Miguel Batista afirma que a vida no mar “não é para quem quer, é para quem gosta”, dizendo-se apaixonado pela profissão
(Foto: Carlos Pimentel/Global Imagens)

Não é apenas a pesca que tem algo a oferecer, também os jovens trazem algo para a profissão. Para Miguel, a maior vantagem é a inovação. Para provar o seu ponto de vista, recorda uma história do pai. “Os antigos não gostavam muito de pescar no fundo, diziam que lá não se apanhava nada, e houve uma vez que o meu pai experimentou e o meu avô chamou-lhe maluco.” Nesse mesmo dia, provou que uma nova cabeça traz também novas ideias e o pai de Miguel chegou à doca com um lance “que deixou todos de boca aberta”. Agora, passadas três décadas, é o pai que é ajudado, quando Miguel dá uma mão com as novas tecnologias que vão chegando à profissão.

A espiral da burocracia

O envelhecimento da profissão é reconhecido pelas entidades oficiais, mas as ajudas parecem não estar alinhadas com o problema. São 6,1 mil milhões de euros que o Fundo Europeu dos Assuntos Marítimo, das Pescas e da Aquicultura (FEAMPA) tem destinados ao setor até 2027 para a Europa – a verba destinada a Portugal ainda não está definida -, focando na “pesca sustentável” e na “salvaguarda das comunidades piscatórias”, lê-se nos objetivos. Mas a única medida que consta no programa destinada em particular ao emprego jovem é o apoio na compra da primeira embarcação, medida que, ainda que sem sucesso, já esteve presente no programa do Mar 2020. No total foram recebidas apenas oito candidaturas. Em resposta à “Notícias Magazine”, o Ministério da Agricultura e Alimentação, atualmente responsável pelas pescas, sublinha que o novo programa apresenta melhorias (o apoio passou de 25% do valor da embarcação para 40%) e que a ação nacional está limitada pelas diretrizes europeias. “O diagnóstico sobre a pouca adesão da medida é conhecido. Porém, as disposições aplicáveis não podem ser alteradas unilateralmente por Portugal, sendo necessária uma renegociação a nível da União Europeia.”

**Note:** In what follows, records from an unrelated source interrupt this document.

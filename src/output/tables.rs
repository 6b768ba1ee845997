use comfy_table::modifiers::UTF8_ROUND_CORNERS;
use comfy_table::presets::UTF8_FULL;
use comfy_table::{Cell, Color as TableColor, ContentArrangement, Table};

use buildlinks::{falsy_to_empty, short_master_name, Registry};

/// Table and cell creation helpers
fn create_table() -> Table {
    let mut table = Table::new();
    table
        .load_preset(UTF8_FULL)
        .apply_modifier(UTF8_ROUND_CORNERS)
        .set_content_arrangement(ContentArrangement::Dynamic);
    table
}

fn header_cell(text: &str) -> Cell {
    Cell::new(text).fg(TableColor::Cyan)
}

fn optional_cell(value: Option<&str>) -> Cell {
    match value {
        Some(text) if !text.is_empty() => Cell::new(text),
        _ => Cell::new("-").fg(TableColor::DarkGrey),
    }
}

pub fn repositories_table(registry: &Registry) -> Table {
    let mut table = create_table();
    table.set_header(vec![
        header_cell("Repository"),
        header_cell("Short"),
        header_cell("Revision property"),
        header_cell("Change URL"),
    ]);

    for repo in registry.repositories() {
        table.add_row(vec![
            Cell::new(&repo.name),
            Cell::new(falsy_to_empty(repo.short_name.as_deref())),
            optional_cell(repo.revision_property.as_deref()),
            Cell::new(&repo.change_url),
        ]);
    }

    table
}

pub fn masters_table(registry: &Registry) -> Table {
    let mut table = create_table();
    table.set_header(vec![
        header_cell("Master"),
        header_cell("Label"),
        header_cell("Path segment"),
        header_cell("Groups"),
    ]);

    for master in registry.masters() {
        table.add_row(vec![
            Cell::new(&master.display_name),
            Cell::new(short_master_name(&master.url_path_segment)),
            Cell::new(&master.url_path_segment),
            optional_cell(Some(master.groups.join(", ").as_str())),
        ]);
    }

    table
}
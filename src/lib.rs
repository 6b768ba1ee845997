//! Link and label helpers for a buildbot CI status dashboard.
//!
//! [`Registry`] maps repository names and master URL segments to their
//! metadata; [`LinkFormatter`] turns that plus per-failure data into the
//! URLs and labels shown in the failure tables.

pub mod config;
pub mod display;
pub mod error;
pub mod links;
pub mod registry;
mod template;

pub use config::Config;
pub use display::{compact_ranges, falsy_to_empty, since_string, since_string_at, Falsy};
pub use error::{LinksError, Result};
pub use links::{
    build_url, builder_url, master_url_path_segment, parse_stdio_url, short_master_name,
    slave_url, stdio_url, step_url, FailureContext, FlakinessAddressing, FormatterOptions,
    LinkFormatter, MissingMasterLabel, StepLocation,
};
pub use registry::{MasterRecord, Registry, RepositoryRecord};
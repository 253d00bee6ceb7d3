//! mir2pnml CLI - translates a textual MIR dump into a PNML Place/Transition net.
//!
//! This is the only part of the tool allowed to touch the filesystem,
//! read environment variables, or call `std::process::exit`. Everything
//! else is pure transformation living in `mir2pnml-core`.

mod error;

use std::fs;
use std::path::PathBuf;
use std::process::ExitCode;

use clap::Parser;
use tracing::{debug, info, warn};
use tracing_subscriber::{fmt, prelude::*, EnvFilter};

use error::{Mir2PnmlError, Result};

/// Translate a textual MIR dump into a PNML 2009 Place/Transition net.
#[derive(Parser, Debug)]
#[command(name = "mir2pnml")]
#[command(author = "Fax Team")]
#[command(version = env!("CARGO_PKG_VERSION"))]
#[command(about = "Translate a textual MIR dump into a PNML Place/Transition net", long_about = None)]
struct Cli {
    /// Path to the MIR text dump to translate
    #[arg(long)]
    mir: PathBuf,

    /// Path to write the PNML output to
    #[arg(long)]
    out: PathBuf,

    /// Name of the function to treat as the net's entry point
    #[arg(long, default_value = "main")]
    entry_fn: String,

    /// Maximum number of functions to translate (default: unlimited)
    #[arg(long)]
    max_fns: Option<usize>,

    /// Also write the in-memory net as JSON to this path
    #[arg(long)]
    dump_json: Option<PathBuf>,

    /// Reserved for future reader/writer fan-out modeling; currently inert
    #[arg(long)]
    rwlock_n: Option<u32>,

    /// Increase log verbosity (repeatable: -v for debug, -vv for trace)
    #[arg(short, long, action = clap::ArgAction::Count, global = true)]
    verbose: u8,

    /// Disable ANSI color in diagnostic output
    #[arg(long, global = true)]
    no_color: bool,
}

fn main() -> ExitCode {
    let cli = Cli::parse();
    init_logging(cli.verbose, cli.no_color);

    match run(&cli) {
        Ok(()) => ExitCode::SUCCESS,
        Err(err) => {
            eprintln!("error: {err}");
            ExitCode::FAILURE
        }
    }
}

fn init_logging(verbose: u8, no_color: bool) {
    let filter = match verbose {
        0 => EnvFilter::try_from_default_env().unwrap_or_else(|_| EnvFilter::new("info")),
        1 => EnvFilter::new("debug"),
        _ => EnvFilter::new("trace"),
    };

    let subscriber = fmt::layer()
        .with_ansi(!no_color)
        .with_target(false)
        .with_thread_ids(false)
        .with_thread_names(false);

    let _ = tracing_subscriber::registry()
        .with(filter)
        .with(subscriber)
        .try_init();
}

fn run(cli: &Cli) -> Result<()> {
    if let Some(n) = cli.rwlock_n {
        debug!(rwlock_n = n, "rwlock-n is reserved and has no effect yet");
    }

    info!(path = %cli.mir.display(), "reading MIR input");
    let text = fs::read_to_string(&cli.mir).map_err(Mir2PnmlError::Io)?;

    let functions = mir2pnml_core::parse(&text)?;
    debug!(count = functions.len(), "parsed functions");
    if functions.is_empty() {
        return Err(Mir2PnmlError::EmptyInput);
    }
    if !functions.iter().any(|f| f.name == cli.entry_fn) {
        return Err(Mir2PnmlError::EntryFnNotFound(cli.entry_fn.clone()));
    }

    let net = mir2pnml_core::build(&functions, &cli.entry_fn, cli.max_fns);
    info!(
        places = net.places.len(),
        transitions = net.transitions.len(),
        arcs = net.arcs.len(),
        warnings = net.warnings.len(),
        "built Petri net"
    );
    for w in &net.warnings {
        warn!(
            function = %w.function,
            basic_block = %w.basic_block,
            line = w.line,
            callee = w.callee.as_deref().unwrap_or(""),
            "{}",
            w.reason
        );
    }

    let pnml = mir2pnml_core::write_pnml(&net)?;
    fs::write(&cli.out, pnml).map_err(Mir2PnmlError::Io)?;
    info!(path = %cli.out.display(), "wrote PNML output");

    if let Some(json_path) = &cli.dump_json {
        let json = net.to_json()?;
        fs::write(json_path, json).map_err(Mir2PnmlError::Io)?;
        info!(path = %json_path.display(), "wrote JSON dump");
    }

    Ok(())
}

Ainda que o dirigente associativo Manuel Marques assuma que reconhece o esforço do Governo português para acolher as preocupações de quem está no ativo, afirma que a única medida dirigida aos jovens não é realista. “Não adianta eu dizer ‘Compra um barco e depois safa-te’ se a pesca não é sustentável. Não se pode viver de esmolas.”

O Ministério da Agricultura e Alimentação responde que “a renovação de gerações não passa exclusivamente pelos apoios ao arranque da atividade”, garantindo que outras medidas abrangentes a toda a população piscatória são também aplicáveis às novas gerações. Ainda assim, não existe um plano estratégico focado na captação de mão de obra jovem. No entanto, a vislumbrar um futuro como o que João e Manuel Marques propõem, o gabinete responsável pelas pescas refere que, no FEAMPA, se prevê “o financiamento de estágios a bordo de navios de pesca, que potenciem a atratividade do setor e a empregabilidade”.

Diogo Lopes é um dos raros casos em que um jovem se lança ao desconhecido. Comprou a embarcação aos 25 anos, sem conhecer o apoio referido. “Há muitas ajudas, mas são coisas que se vão ouvindo.” Uns comentários aqui, outros acolá, o apoio do qual Diogo Lopes poderia ter usufruído, por a sua situação e a embarcação encaixarem nas regras iniciais de candidatura, não chegou aos ouvidos do lagoense. “Não estão feitos para serem utilizados”, desabafa. “É bom para alguém que queira investir, com um projeto, mas não é adequado a quem quer trabalhar, a quem está aqui, no terreno.”

Apesar da falta de proximidade governativa que sente, Diogo Lopes apressa-se a pintar a imagem tão brilhante quanto o seu barco nas margens da foz do rio Arade. Vale a pena viver do mar. “Ser pescador é sinónimo de liberdade.” É trabalhoso, duro até, diz, mas ser livre é a sensação impagável pela qual Diogo correu atrás toda a vida.